Dataset excerpts:
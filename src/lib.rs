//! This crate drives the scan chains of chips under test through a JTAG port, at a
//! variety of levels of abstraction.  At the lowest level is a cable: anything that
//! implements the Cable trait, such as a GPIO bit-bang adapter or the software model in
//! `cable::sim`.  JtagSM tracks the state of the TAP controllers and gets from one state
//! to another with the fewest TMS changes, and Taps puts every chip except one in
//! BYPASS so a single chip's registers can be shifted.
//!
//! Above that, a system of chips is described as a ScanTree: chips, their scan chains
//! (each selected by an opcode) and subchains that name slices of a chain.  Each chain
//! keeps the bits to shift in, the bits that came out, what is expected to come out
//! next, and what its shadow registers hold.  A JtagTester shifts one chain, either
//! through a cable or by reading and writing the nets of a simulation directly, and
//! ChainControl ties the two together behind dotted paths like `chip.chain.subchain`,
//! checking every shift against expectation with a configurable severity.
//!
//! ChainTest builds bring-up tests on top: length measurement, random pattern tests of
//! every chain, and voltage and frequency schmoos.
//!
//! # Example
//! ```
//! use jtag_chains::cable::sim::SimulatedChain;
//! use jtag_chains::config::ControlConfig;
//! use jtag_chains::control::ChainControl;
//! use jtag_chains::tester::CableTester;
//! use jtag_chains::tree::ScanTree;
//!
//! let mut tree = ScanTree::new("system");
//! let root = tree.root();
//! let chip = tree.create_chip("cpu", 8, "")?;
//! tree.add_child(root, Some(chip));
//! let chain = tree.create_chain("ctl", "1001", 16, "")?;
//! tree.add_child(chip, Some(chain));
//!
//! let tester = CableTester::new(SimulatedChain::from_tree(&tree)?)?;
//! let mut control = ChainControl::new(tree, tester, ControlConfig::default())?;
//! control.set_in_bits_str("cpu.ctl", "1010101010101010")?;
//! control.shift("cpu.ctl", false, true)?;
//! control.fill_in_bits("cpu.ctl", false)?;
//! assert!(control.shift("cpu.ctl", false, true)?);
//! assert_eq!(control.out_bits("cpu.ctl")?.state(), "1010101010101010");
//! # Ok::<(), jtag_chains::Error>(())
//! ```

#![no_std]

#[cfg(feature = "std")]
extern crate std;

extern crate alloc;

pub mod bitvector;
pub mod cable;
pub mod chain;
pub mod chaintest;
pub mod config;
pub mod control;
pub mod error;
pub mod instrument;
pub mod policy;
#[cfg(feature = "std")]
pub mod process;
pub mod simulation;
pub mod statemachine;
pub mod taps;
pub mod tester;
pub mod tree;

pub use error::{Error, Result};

==

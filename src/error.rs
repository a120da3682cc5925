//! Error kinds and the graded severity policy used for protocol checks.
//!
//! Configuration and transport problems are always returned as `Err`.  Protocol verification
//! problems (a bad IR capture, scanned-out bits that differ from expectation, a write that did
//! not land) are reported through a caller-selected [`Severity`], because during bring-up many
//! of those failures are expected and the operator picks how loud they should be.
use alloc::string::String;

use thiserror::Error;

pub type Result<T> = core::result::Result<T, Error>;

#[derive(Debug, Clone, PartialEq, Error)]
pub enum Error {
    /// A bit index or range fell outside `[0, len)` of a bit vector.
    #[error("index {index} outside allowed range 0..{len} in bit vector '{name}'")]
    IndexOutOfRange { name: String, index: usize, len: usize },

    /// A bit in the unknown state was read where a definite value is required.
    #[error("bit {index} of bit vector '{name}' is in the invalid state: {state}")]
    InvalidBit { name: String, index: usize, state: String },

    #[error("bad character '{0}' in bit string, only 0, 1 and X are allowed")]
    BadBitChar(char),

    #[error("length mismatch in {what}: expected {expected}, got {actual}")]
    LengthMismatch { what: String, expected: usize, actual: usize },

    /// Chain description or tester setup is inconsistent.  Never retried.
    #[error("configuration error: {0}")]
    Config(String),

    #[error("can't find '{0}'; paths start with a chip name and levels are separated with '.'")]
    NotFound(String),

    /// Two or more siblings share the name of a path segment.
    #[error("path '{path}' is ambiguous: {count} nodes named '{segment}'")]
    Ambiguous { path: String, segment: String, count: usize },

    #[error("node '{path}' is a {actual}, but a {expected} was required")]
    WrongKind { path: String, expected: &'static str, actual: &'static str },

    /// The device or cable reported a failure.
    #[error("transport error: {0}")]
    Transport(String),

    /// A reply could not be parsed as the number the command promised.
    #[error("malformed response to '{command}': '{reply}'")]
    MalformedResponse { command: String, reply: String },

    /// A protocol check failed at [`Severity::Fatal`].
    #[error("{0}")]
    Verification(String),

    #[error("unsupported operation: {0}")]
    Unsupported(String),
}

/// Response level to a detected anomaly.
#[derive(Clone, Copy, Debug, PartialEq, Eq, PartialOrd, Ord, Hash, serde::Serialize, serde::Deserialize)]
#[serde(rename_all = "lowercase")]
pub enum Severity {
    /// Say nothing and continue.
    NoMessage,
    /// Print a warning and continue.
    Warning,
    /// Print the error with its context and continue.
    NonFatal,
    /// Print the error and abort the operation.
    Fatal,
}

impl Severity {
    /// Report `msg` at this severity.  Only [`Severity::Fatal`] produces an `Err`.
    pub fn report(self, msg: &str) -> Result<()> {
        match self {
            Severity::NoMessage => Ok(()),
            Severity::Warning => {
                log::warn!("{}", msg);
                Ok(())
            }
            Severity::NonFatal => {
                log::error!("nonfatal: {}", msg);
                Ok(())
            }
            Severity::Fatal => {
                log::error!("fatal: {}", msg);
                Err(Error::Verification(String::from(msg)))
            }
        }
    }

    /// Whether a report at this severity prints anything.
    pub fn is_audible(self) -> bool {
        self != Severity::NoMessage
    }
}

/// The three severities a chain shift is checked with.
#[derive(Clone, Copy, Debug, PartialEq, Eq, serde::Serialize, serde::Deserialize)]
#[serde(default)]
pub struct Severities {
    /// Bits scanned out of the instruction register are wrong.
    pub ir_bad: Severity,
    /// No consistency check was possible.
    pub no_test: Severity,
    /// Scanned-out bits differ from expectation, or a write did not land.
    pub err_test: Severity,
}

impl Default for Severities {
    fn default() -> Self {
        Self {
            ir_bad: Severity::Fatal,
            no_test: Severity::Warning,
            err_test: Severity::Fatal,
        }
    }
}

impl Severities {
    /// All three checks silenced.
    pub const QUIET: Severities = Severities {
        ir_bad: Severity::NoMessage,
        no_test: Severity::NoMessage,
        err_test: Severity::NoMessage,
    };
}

Work to be completed
Please copy the lines above from the line with "filename src/lib.rs" up to and including the line with "from one state", exactly as written and with nothing else.

Task answer
filename src/lib.rs
//! This crate drives the scan chains of chips under test through a JTAG port, at a
//! variety of levels of abstraction.  At the lowest level is a cable: anything that
//! implements the Cable trait, such as a GPIO bit-bang adapter or the software model in
//! `cable::sim`.  JtagSM tracks the state of the TAP controllers and gets from one state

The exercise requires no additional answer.